- Coulehan, Jack
- Date of entry: Dec-10-1996
- Last revised: Aug-16-2006
These poems push at the edge of the unknowable, as in "Credo," where Dorsett concludes, "Nearer those peaks / I understand nothing, something / in the far side." Unlike many poets of his generation, Dorsett confronts reality with hope, rather than despair. He does not, however, ignore the random pain and self-delusion of human life. In "Our Father Who Art," for example, he writes, "what are we left with? Fly swarmed swamps / where our puffed-up selves promise the bog not to eat beetles . . . . "
As a pediatrician, Dorsett must frequently confront unjust and random suffering. In the strong poem "Like Flies We Are . . . " Dorsett writes, "Who can doubt the world’s amoral? / And not only to great artists: / if the briefcase had been placed / inches closer, Hitler would have died; / Anne Frank, etc. would have survived."
This acceptance is, however, only a few poems deep.

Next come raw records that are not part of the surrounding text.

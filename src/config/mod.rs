//! Settings for downloads, the HTTP client and logging
//!
//! Sources are merged lowest to highest: struct defaults, the TOML file,
//! a `.env` file, then process environment. Environment keys use a double
//! underscore between prefix, section and key:
//!
//! ```text
//! INKFETCH__DOWNLOAD__FORMAT=cbz
//! INKFETCH__DOWNLOAD__MAX_CONCURRENT_IMAGES=8
//! INKFETCH__HTTP__MAX_PAGE_SIZE=20MB
//! ```
//!
//! The file is `config/inkfetch.toml` unless `INKFETCH_CONFIG` points
//! elsewhere. A missing file is not an error.
//!
//! ```no_run
//! use inkfetch::config::Config;
//!
//! # fn main() -> Result<(), inkfetch::config::ConfigError> {
//! let config = Config::load()?;
//! let settings = config.to_settings();
//! println!("{} -> {}", settings.format, settings.download_dir.display());
//! # Ok(())
//! # }
//! ```

mod models;
mod sources;
mod validation;

pub use crate::humanize::ByteSize;
pub use models::{Config, DownloadConfig, HttpSection, LoggingConfig};
pub use sources::config_path;
pub use validation::ValidationError;

use thiserror::Error;

#[derive(Debug, Error)]
pub enum ConfigError {
    #[error("cannot read configuration: {0}")]
    LoadError(#[from] config::ConfigError),

    #[error("invalid configuration: {0}")]
    ValidationError(#[from] ValidationError),
}

impl Config {
    /// Merge every source and validate the result
    pub fn load() -> Result<Self, ConfigError> {
        let config = sources::load()?;
        validation::validate(&config)?;
        Ok(config)
    }

    /// Like [`Config::load`] with an explicit file and no `.env` lookup
    pub fn load_from_path(path: std::path::PathBuf) -> Result<Self, ConfigError> {
        let config = sources::load_from_sources(path)?;
        validation::validate(&config)?;
        Ok(config)
    }

    /// Re-check invariants after command-line overrides
    pub fn validate(&self) -> Result<(), ConfigError> {
        validation::validate(self)?;
        Ok(())
    }
}

#[cfg(test)]
mod tests {
    use super::*;
    use std::fs;
    use tempfile::TempDir;

    #[test]
    fn test_load_minimal_config() {
        let temp_dir = TempDir::new().unwrap();
        let config_path = temp_dir.path().join("test.toml");

        fs::write(&config_path, "[download]\nformat = \"pdf\"\n").unwrap();

        let config = Config::load_from_path(config_path).unwrap();
        assert_eq!(config.download.format, crate::model::DownloadFormat::Pdf);
    }

    #[test]
    fn test_validation_catches_zero_limit() {
        let temp_dir = TempDir::new().unwrap();
        let config_path = temp_dir.path().join("test.toml");

        fs::write(&config_path, "[download]\nmax_concurrent_chapters = 0\n").unwrap();

        let result = Config::load_from_path(config_path);
        assert!(matches!(
            result.unwrap_err(),
            ConfigError::ValidationError(ValidationError::ZeroLimit { .. })
        ));
    }

    #[test]
    fn test_effective_config_renders() {
        let rendered = Config::default().to_toml().unwrap();
        assert!(rendered.contains("[download]"));
        assert!(rendered.contains("[http.headers]"));
        assert!(rendered.contains("enable_logs = false"));
    }
}
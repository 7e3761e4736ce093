//! Format conversion of a chapter's downloaded pages
//!
//! Conversion is synchronous and CPU/disk bound; async callers run it on the
//! blocking pool. Packaged artifacts are written to `<artifact>.part` and
//! renamed into place, so a reader never sees a half-written file.

mod cbz;
mod comic_info;
mod images;
mod pdf;

use std::fs;
use std::io;
use std::path::{Path, PathBuf};
use thiserror::Error;
use tracing::{debug, warn};

use crate::layout::{self, ChapterDestination};
use crate::model::{DownloadFormat, PageFailure, PageFile};

pub use comic_info::ComicInfo;

#[derive(Debug, Error)]
pub enum ConversionError {
    /// A single page could not be decoded; never aborts a conversion
    #[error("page {position} is unreadable: {reason}")]
    CorruptSource { position: usize, reason: String },

    #[error("failed to write {path}: {source}")]
    WriteFailure {
        path: PathBuf,
        #[source]
        source: io::Error,
    },

    #[error("no usable pages to convert")]
    NoUsablePages,

    #[error("unsupported format '{0}', expected one of: images, pdf, cbz")]
    UnsupportedFormat(String),
}

impl ConversionError {
    pub(crate) fn write(path: &Path, source: io::Error) -> Self {
        ConversionError::WriteFailure {
            path: path.to_path_buf(),
            source,
        }
    }

    fn into_page_failure(self, position: usize) -> PageFailure {
        PageFailure {
            position,
            reason: self.to_string(),
        }
    }
}

pub type Result<T> = std::result::Result<T, ConversionError>;

#[derive(Debug, Clone, Default)]
pub struct ConvertOptions {
    /// Keep page images next to a packaged artifact
    pub keep_images: bool,
    /// Metadata embedded into CBZ archives
    pub comic_info: Option<ComicInfo>,
    /// Zero-padding width of page names; derived from the highest page
    /// position when unset
    pub page_digits: Option<usize>,
}

/// Result of a successful conversion
#[derive(Debug, Clone, PartialEq, Eq)]
pub struct Conversion {
    /// Chapter directory for `images`, the packaged file otherwise
    pub artifact: PathBuf,
    /// Pages left out because they could not be decoded
    pub skipped: Vec<PageFailure>,
}

/// Turn an ordered page set into the requested output format
pub fn convert(
    pages: &[PageFile],
    format: DownloadFormat,
    destination: &ChapterDestination,
    options: &ConvertOptions,
) -> Result<Conversion> {
    if pages.is_empty() {
        return Err(ConversionError::NoUsablePages);
    }

    let mut ordered = pages.to_vec();
    ordered.sort_by_key(|p| p.position);

    let digits = options.page_digits.unwrap_or_else(|| {
        layout::page_digits(ordered.last().map_or(0, |p| p.position + 1))
    });

    debug!(
        chapter = %destination.label,
        format = %format,
        pages = ordered.len(),
        "Converting chapter"
    );

    match format {
        DownloadFormat::Images => images::collect(&ordered, destination, digits),
        DownloadFormat::Pdf => {
            let artifact = destination.artifact_path("pdf");
            let skipped = write_atomically(&artifact, |file| pdf::write(&ordered, &destination.label, file))?;
            finish(&ordered, artifact, skipped, options)
        }
        DownloadFormat::Cbz => {
            let artifact = destination.artifact_path("cbz");
            let skipped = write_atomically(&artifact, |file| {
                cbz::write(&ordered, options.comic_info.as_ref(), digits, file)
            })?;
            finish(&ordered, artifact, skipped, options)
        }
    }
}

fn finish(
    pages: &[PageFile],
    artifact: PathBuf,
    skipped: Vec<PageFailure>,
    options: &ConvertOptions,
) -> Result<Conversion> {
    if !options.keep_images {
        remove_sources(pages, &skipped);
    }
    Ok(Conversion { artifact, skipped })
}

/// Write through `<path>.part`, then rename over `path`
///
/// The partial file is removed on any failure.
fn write_atomically<T, F>(path: &Path, write: F) -> Result<T>
where
    F: FnOnce(&mut io::BufWriter<fs::File>) -> Result<T>,
{
    let part = part_path(path);

    let outcome = (|| {
        let file = fs::File::create(&part).map_err(|e| ConversionError::write(&part, e))?;
        let mut writer = io::BufWriter::new(file);
        let value = write(&mut writer)?;
        let file = writer
            .into_inner()
            .map_err(|e| ConversionError::write(&part, e.into_error()))?;
        file.sync_all().map_err(|e| ConversionError::write(&part, e))?;
        fs::rename(&part, path).map_err(|e| ConversionError::write(path, e))?;
        Ok(value)
    })();

    if outcome.is_err() && part.exists() {
        if let Err(e) = fs::remove_file(&part) {
            warn!(path = %part.display(), error = %e, "Failed to remove partial artifact");
        }
    }
    outcome
}

fn part_path(path: &Path) -> PathBuf {
    let mut name = path.file_name().map(|n| n.to_os_string()).unwrap_or_default();
    name.push(".part");
    path.with_file_name(name)
}

/// Delete packaged sources; skipped pages are not in the artifact and stay
fn remove_sources(pages: &[PageFile], skipped: &[PageFailure]) {
    let packaged = pages
        .iter()
        .filter(|page| !skipped.iter().any(|s| s.position == page.position));
    for page in packaged {
        if let Err(e) = fs::remove_file(&page.path) {
            warn!(path = %page.path.display(), error = %e, "Failed to remove source page");
        }
    }
}

/// Decode a page into pixels, mapping any failure to `CorruptSource`
pub(crate) fn decode_page(page: &PageFile) -> Result<image::DynamicImage> {
    let bytes = fs::read(&page.path).map_err(|e| ConversionError::CorruptSource {
        position: page.position,
        reason: e.to_string(),
    })?;
    image::load_from_memory(&bytes).map_err(|e| ConversionError::CorruptSource {
        position: page.position,
        reason: e.to_string(),
    })
}


#[cfg(test)]
mod tests {
    use super::test_support::{png_bytes, write_page};
    use super::*;
    use crate::model::Chapter;

    fn destination(root: &Path) -> ChapterDestination {
        let dest = ChapterDestination::new(root, &Chapter::new("c1", "7", "Night"));
        fs::create_dir_all(&dest.dir).unwrap();
        dest
    }

    #[test]
    fn test_empty_page_set_is_rejected() {
        let tmp = tempfile::tempdir().unwrap();
        let dest = destination(tmp.path());
        let result = convert(&[], DownloadFormat::Cbz, &dest, &ConvertOptions::default());
        assert!(matches!(result, Err(ConversionError::NoUsablePages)));
    }

    #[test]
    fn test_keep_images_false_removes_sources_after_success() {
        let tmp = tempfile::tempdir().unwrap();
        let dest = destination(tmp.path());
        let pages: Vec<PageFile> = (0..3)
            .map(|i| write_page(&dest.dir, i, &png_bytes(4, 4, i as u8 * 40), "png"))
            .collect();

        let options = ConvertOptions {
            keep_images: false,
            comic_info: None,
            page_digits: None,
        };
        let conversion = convert(&pages, DownloadFormat::Cbz, &dest, &options).unwrap();

        assert!(conversion.artifact.exists());
        assert!(!part_path(&conversion.artifact).exists());
        for page in &pages {
            assert!(!page.path.exists(), "{} should be removed", page.path.display());
        }
    }

    #[test]
    fn test_keep_images_true_leaves_sources() {
        let tmp = tempfile::tempdir().unwrap();
        let dest = destination(tmp.path());
        let pages = vec![write_page(&dest.dir, 0, &png_bytes(4, 4, 0), "png")];

        let options = ConvertOptions {
            keep_images: true,
            comic_info: None,
            page_digits: None,
        };
        convert(&pages, DownloadFormat::Pdf, &dest, &options).unwrap();
        assert!(pages[0].path.exists());
    }

    #[test]
    fn test_failed_write_keeps_sources_and_cleans_partial() {
        let tmp = tempfile::tempdir().unwrap();
        let dest = destination(tmp.path());
        let pages: Vec<PageFile> = (0..2)
            .map(|i| write_page(&dest.dir, i, &png_bytes(4, 4, 10), "png"))
            .collect();

        // A directory squatting on the artifact path makes the rename fail
        let artifact = dest.artifact_path("cbz");
        fs::create_dir_all(artifact.join("occupied")).unwrap();

        let options = ConvertOptions {
            keep_images: false,
            comic_info: None,
            page_digits: None,
        };
        let result = convert(&pages, DownloadFormat::Cbz, &dest, &options);

        assert!(matches!(result, Err(ConversionError::WriteFailure { .. })));
        assert!(!part_path(&artifact).exists());
        for page in &pages {
            assert!(page.path.exists());
        }
    }

    #[test]
    fn test_skipped_pages_survive_source_cleanup() {
        let tmp = tempfile::tempdir().unwrap();
        let dest = destination(tmp.path());
        let pages = vec![
            write_page(&dest.dir, 0, &png_bytes(4, 4, 0), "png"),
            write_page(&dest.dir, 1, b"not an image", "jpg"),
            write_page(&dest.dir, 2, &png_bytes(4, 4, 90), "png"),
        ];

        let options = ConvertOptions {
            keep_images: false,
            ..Default::default()
        };
        let conversion = convert(&pages, DownloadFormat::Pdf, &dest, &options).unwrap();

        assert_eq!(conversion.skipped.len(), 1);
        assert!(!pages[0].path.exists());
        assert!(pages[1].path.exists(), "unreadable page is the only copy");
        assert!(!pages[2].path.exists());
    }

    #[test]
    fn test_page_digits_follow_the_chapter_not_the_survivors() {
        let tmp = tempfile::tempdir().unwrap();
        let dest = destination(tmp.path());
        let pages = vec![
            write_page(&dest.dir, 0, b"one", "jpg"),
            write_page(&dest.dir, 1, b"two", "jpg"),
        ];

        // The chapter had 1000+ pages even though only two arrived
        let options = ConvertOptions {
            keep_images: true,
            page_digits: Some(4),
            ..Default::default()
        };
        let conversion = convert(&pages, DownloadFormat::Cbz, &dest, &options).unwrap();

        let file = fs::File::open(&conversion.artifact).unwrap();
        let mut archive = zip::ZipArchive::new(file).unwrap();
        let names: Vec<String> = (0..archive.len())
            .map(|i| archive.by_index(i).unwrap().name().to_string())
            .collect();
        assert_eq!(names, vec!["0001.jpg", "0002.jpg"]);
    }

    #[test]
    fn test_part_path() {
        assert_eq!(
            part_path(Path::new("/a/Chapter_1.cbz")),
            PathBuf::from("/a/Chapter_1.cbz.part")
        );
    }
}
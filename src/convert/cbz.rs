use std::fs;
use std::io::{Seek, Write};
use tracing::warn;
use zip::write::FileOptions;
use zip::{CompressionMethod, DateTime, ZipWriter};

use super::{ComicInfo, ConversionError, Result};
use crate::layout;
use crate::model::{PageFailure, PageFile};

const COMIC_INFO_ENTRY: &str = "ComicInfo.xml";

/// Fixed timestamp and permissions keep archives byte-identical across runs
fn entry_options() -> FileOptions {
    FileOptions::default()
        .compression_method(CompressionMethod::Deflated)
        .last_modified_time(DateTime::default())
        .unix_permissions(0o644)
}

/// Pack `pages` (already in position order) into a CBZ archive
pub(super) fn write<W: Write + Seek>(
    pages: &[PageFile],
    comic_info: Option<&ComicInfo>,
    digits: usize,
    target: W,
) -> Result<Vec<PageFailure>> {
    let mut skipped = Vec::new();
    let mut entries = Vec::with_capacity(pages.len());

    for page in pages {
        match fs::read(&page.path) {
            Ok(bytes) => entries.push((page, bytes)),
            Err(e) => {
                warn!(position = page.position, error = %e, "Skipping unreadable page");
                skipped.push(
                    ConversionError::CorruptSource {
                        position: page.position,
                        reason: e.to_string(),
                    }
                    .into_page_failure(page.position),
                );
            }
        }
    }

    if entries.is_empty() {
        return Err(ConversionError::NoUsablePages);
    }

    let mut zip = ZipWriter::new(target);
    let options = entry_options();

    if let Some(info) = comic_info {
        zip.start_file(COMIC_INFO_ENTRY, options).map_err(zip_error)?;
        zip.write_all(info.to_xml(entries.len()).as_bytes())
            .map_err(|e| zip_error(e.into()))?;
    }

    for (page, bytes) in &entries {
        let ext = page
            .path
            .extension()
            .and_then(|e| e.to_str())
            .map(str::to_ascii_lowercase)
            .unwrap_or_else(|| "webp".to_string());
        let name = layout::page_file_name(page.position, digits, &ext);

        zip.start_file(name, options).map_err(zip_error)?;
        zip.write_all(bytes).map_err(|e| zip_error(e.into()))?;
    }

    zip.finish().map_err(zip_error)?;
    Ok(skipped)
}

fn zip_error(e: zip::result::ZipError) -> ConversionError {
    let source = match e {
        zip::result::ZipError::Io(io) => io,
        other => std::io::Error::other(other.to_string()),
    };
    ConversionError::WriteFailure {
        path: "<cbz archive>".into(),
        source,
    }
}

#[cfg(test)]
mod tests {
    use super::*;
    use crate::convert::test_support::{png_bytes, write_page};
    use crate::model::{Chapter, Work};
    use std::io::{Cursor, Read};

    fn pack(pages: &[PageFile], info: Option<&ComicInfo>) -> Vec<u8> {
        let mut buf = Cursor::new(Vec::new());
        write(pages, info, 3, &mut buf).unwrap();
        buf.into_inner()
    }

    #[test]
    fn test_archive_is_deterministic() {
        let tmp = tempfile::tempdir().unwrap();
        let pages: Vec<PageFile> = (0..4)
            .map(|i| write_page(tmp.path(), i, &png_bytes(3, 3, i as u8), "png"))
            .collect();
        let info = ComicInfo::new(&Work::new("w", "Work", vec![]), &Chapter::new("c", "1", "A"));

        let first = pack(&pages, Some(&info));
        std::thread::sleep(std::time::Duration::from_millis(1100));
        let second = pack(&pages, Some(&info));

        assert_eq!(first, second);
    }

    #[test]
    fn test_entries_follow_position_order() {
        let tmp = tempfile::tempdir().unwrap();
        let pages = vec![
            write_page(tmp.path(), 0, b"first", "jpg"),
            write_page(tmp.path(), 1, b"second", "png"),
            write_page(tmp.path(), 2, b"third", "jpg"),
        ];
        let info = ComicInfo::new(&Work::new("w", "Work", vec![]), &Chapter::new("c", "1", ""));

        let bytes = pack(&pages, Some(&info));
        let mut archive = zip::ZipArchive::new(Cursor::new(bytes)).unwrap();

        let names: Vec<String> = (0..archive.len())
            .map(|i| archive.by_index(i).unwrap().name().to_string())
            .collect();
        assert_eq!(names, vec!["ComicInfo.xml", "001.jpg", "002.png", "003.jpg"]);

        let mut content = String::new();
        archive.by_name("002.png").unwrap().read_to_string(&mut content).unwrap();
        assert_eq!(content, "second");
    }

    #[test]
    fn test_missing_page_is_skipped() {
        let tmp = tempfile::tempdir().unwrap();
        let pages = vec![
            write_page(tmp.path(), 0, b"first", "jpg"),
            PageFile {
                position: 1,
                path: tmp.path().join("gone.jpg"),
            },
        ];

        let mut buf = Cursor::new(Vec::new());
        let skipped = write(&pages, None, 3, &mut buf).unwrap();

        assert_eq!(skipped.len(), 1);
        assert_eq!(skipped[0].position, 1);
        let archive = zip::ZipArchive::new(Cursor::new(buf.into_inner())).unwrap();
        assert_eq!(archive.len(), 1);
    }
}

Dorsett realizes that human beings searching for meaning are like his two goldfish discussing "fish religion." We can never attain the truth about why the conditions in our tank are deteriorating. Facile New Age answers merely delude us: "Modern taste in resurrections / wants fast easters with no cross / . . . Selfjesus is coming! God help us." In the end, Dorsett opts for an ecstatic reality beyond faith and knowledge, a reality in which Christ’s resurrection and the Buddha’s enlightenment both reside.